## Record set
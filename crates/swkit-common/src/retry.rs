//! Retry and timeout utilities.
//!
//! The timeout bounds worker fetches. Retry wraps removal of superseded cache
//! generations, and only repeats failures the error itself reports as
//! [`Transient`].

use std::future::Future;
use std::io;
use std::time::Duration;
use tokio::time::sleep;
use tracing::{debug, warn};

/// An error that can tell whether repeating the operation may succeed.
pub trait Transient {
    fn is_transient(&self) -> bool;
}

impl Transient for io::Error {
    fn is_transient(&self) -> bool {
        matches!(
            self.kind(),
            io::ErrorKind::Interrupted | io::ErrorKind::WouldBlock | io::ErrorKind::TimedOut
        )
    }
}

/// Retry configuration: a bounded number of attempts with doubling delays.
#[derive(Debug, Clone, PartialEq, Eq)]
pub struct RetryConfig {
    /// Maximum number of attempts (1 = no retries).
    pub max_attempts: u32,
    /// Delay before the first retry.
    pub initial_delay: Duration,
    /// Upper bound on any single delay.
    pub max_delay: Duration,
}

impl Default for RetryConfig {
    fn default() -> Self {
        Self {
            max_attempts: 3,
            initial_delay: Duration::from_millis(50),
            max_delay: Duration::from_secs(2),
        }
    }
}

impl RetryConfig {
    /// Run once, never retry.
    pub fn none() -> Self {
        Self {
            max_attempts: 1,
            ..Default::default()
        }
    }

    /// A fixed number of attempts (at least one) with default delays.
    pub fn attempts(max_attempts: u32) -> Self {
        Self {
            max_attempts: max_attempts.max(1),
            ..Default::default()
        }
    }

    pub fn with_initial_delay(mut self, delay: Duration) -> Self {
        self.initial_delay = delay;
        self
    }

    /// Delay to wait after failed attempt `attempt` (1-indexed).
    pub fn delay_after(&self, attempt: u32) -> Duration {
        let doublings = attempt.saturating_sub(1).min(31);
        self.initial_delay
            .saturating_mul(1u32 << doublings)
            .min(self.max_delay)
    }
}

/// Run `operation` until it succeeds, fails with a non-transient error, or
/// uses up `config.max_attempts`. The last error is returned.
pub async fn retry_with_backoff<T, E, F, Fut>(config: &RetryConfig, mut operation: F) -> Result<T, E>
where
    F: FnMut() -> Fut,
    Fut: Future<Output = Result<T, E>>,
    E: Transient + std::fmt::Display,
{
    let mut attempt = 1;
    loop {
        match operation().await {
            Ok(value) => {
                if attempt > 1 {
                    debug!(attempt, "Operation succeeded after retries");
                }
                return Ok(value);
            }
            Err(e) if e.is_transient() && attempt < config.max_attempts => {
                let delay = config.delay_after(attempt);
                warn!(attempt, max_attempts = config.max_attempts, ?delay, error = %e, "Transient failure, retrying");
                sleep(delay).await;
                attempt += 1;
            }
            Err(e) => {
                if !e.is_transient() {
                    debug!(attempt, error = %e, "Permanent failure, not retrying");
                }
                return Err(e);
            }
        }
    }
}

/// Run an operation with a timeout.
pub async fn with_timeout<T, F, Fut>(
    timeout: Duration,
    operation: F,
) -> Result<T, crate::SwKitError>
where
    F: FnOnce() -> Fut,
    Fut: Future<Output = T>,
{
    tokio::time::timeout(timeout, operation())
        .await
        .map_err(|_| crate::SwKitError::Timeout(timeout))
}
* * *
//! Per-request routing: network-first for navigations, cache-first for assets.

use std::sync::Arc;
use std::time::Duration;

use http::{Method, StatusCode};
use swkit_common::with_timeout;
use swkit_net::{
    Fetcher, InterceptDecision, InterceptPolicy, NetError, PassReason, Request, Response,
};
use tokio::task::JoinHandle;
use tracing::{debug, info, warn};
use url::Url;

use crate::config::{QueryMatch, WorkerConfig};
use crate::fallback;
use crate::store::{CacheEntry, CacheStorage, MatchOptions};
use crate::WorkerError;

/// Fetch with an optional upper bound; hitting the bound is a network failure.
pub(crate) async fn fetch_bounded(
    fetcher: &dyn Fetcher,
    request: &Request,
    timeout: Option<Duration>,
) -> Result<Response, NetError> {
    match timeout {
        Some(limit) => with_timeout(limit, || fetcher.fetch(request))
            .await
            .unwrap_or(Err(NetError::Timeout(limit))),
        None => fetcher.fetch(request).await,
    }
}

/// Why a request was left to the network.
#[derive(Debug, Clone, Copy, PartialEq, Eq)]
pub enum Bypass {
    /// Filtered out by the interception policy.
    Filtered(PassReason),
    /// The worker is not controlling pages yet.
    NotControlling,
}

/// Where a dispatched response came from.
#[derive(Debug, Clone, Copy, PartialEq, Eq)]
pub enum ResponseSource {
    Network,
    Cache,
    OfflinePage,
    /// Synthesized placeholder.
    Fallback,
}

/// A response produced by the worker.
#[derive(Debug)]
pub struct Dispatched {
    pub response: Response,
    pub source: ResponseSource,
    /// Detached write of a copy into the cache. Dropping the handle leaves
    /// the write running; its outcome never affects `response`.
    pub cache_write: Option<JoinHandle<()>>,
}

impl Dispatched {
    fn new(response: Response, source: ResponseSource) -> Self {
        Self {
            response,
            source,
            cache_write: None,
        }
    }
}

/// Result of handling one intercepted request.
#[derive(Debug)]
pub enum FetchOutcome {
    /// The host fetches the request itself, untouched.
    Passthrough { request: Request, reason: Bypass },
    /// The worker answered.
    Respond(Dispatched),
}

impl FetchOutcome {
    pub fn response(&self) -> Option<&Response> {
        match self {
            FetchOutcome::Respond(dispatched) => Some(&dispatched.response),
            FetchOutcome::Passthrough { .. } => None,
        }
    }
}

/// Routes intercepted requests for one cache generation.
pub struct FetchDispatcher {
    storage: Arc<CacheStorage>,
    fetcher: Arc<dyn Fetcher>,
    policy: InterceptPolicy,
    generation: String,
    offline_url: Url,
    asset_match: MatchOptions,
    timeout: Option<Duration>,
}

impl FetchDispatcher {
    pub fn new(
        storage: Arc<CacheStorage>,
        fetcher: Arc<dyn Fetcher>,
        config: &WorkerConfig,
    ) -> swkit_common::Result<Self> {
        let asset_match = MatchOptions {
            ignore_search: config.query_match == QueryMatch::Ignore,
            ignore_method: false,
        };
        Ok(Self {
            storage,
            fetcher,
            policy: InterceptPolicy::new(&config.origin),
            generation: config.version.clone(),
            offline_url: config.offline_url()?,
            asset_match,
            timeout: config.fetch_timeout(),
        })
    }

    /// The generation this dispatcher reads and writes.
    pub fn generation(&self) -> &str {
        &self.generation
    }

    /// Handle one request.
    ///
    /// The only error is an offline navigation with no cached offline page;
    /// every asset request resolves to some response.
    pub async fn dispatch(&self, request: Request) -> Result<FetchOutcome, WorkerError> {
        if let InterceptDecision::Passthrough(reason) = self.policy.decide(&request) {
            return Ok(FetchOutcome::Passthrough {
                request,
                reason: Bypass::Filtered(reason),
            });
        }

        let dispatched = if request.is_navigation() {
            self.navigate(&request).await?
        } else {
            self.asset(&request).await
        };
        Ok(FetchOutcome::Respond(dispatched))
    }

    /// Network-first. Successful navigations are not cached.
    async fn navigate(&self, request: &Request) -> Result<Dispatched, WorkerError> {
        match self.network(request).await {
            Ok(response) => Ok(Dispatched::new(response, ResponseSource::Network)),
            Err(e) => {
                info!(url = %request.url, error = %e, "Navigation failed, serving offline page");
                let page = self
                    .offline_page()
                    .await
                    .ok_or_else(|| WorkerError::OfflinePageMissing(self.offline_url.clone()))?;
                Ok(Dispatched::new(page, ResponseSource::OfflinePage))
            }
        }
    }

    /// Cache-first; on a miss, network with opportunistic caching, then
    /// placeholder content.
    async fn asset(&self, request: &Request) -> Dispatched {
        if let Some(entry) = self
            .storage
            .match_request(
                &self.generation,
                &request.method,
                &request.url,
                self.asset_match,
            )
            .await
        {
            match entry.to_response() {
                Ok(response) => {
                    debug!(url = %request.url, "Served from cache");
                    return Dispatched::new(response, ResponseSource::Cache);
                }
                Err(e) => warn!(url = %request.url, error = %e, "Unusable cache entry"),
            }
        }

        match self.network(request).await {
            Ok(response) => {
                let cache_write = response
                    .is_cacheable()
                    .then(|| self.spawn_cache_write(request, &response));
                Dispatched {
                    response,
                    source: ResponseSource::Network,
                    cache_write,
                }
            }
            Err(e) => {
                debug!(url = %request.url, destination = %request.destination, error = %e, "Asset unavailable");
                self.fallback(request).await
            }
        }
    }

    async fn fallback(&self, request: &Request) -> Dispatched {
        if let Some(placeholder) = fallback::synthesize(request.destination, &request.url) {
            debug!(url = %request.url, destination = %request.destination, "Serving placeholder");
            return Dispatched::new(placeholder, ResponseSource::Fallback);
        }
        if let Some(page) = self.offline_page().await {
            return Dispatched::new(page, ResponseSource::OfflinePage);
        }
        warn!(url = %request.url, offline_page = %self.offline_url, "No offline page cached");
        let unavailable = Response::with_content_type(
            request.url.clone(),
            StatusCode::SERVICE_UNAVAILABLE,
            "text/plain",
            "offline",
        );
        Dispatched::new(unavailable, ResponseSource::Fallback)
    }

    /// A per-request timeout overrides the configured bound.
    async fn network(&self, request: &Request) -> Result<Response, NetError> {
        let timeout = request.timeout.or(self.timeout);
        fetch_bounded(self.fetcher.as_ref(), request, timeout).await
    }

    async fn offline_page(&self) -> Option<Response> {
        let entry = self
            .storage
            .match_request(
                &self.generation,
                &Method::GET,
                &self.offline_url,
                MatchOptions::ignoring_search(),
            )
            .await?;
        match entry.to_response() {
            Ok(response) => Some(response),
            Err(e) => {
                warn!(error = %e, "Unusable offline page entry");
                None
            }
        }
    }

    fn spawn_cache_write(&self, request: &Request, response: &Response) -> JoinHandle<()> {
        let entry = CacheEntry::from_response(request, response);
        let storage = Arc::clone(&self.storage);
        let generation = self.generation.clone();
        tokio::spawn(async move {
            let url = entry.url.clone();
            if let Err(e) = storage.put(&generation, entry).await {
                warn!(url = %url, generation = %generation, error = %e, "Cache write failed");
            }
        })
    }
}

## What to produce
All lines holding the word "WorkerConfig" must be found in the listing and copied.

## Result of this task
use crate::config::{QueryMatch, WorkerConfig};
        config: &WorkerConfig,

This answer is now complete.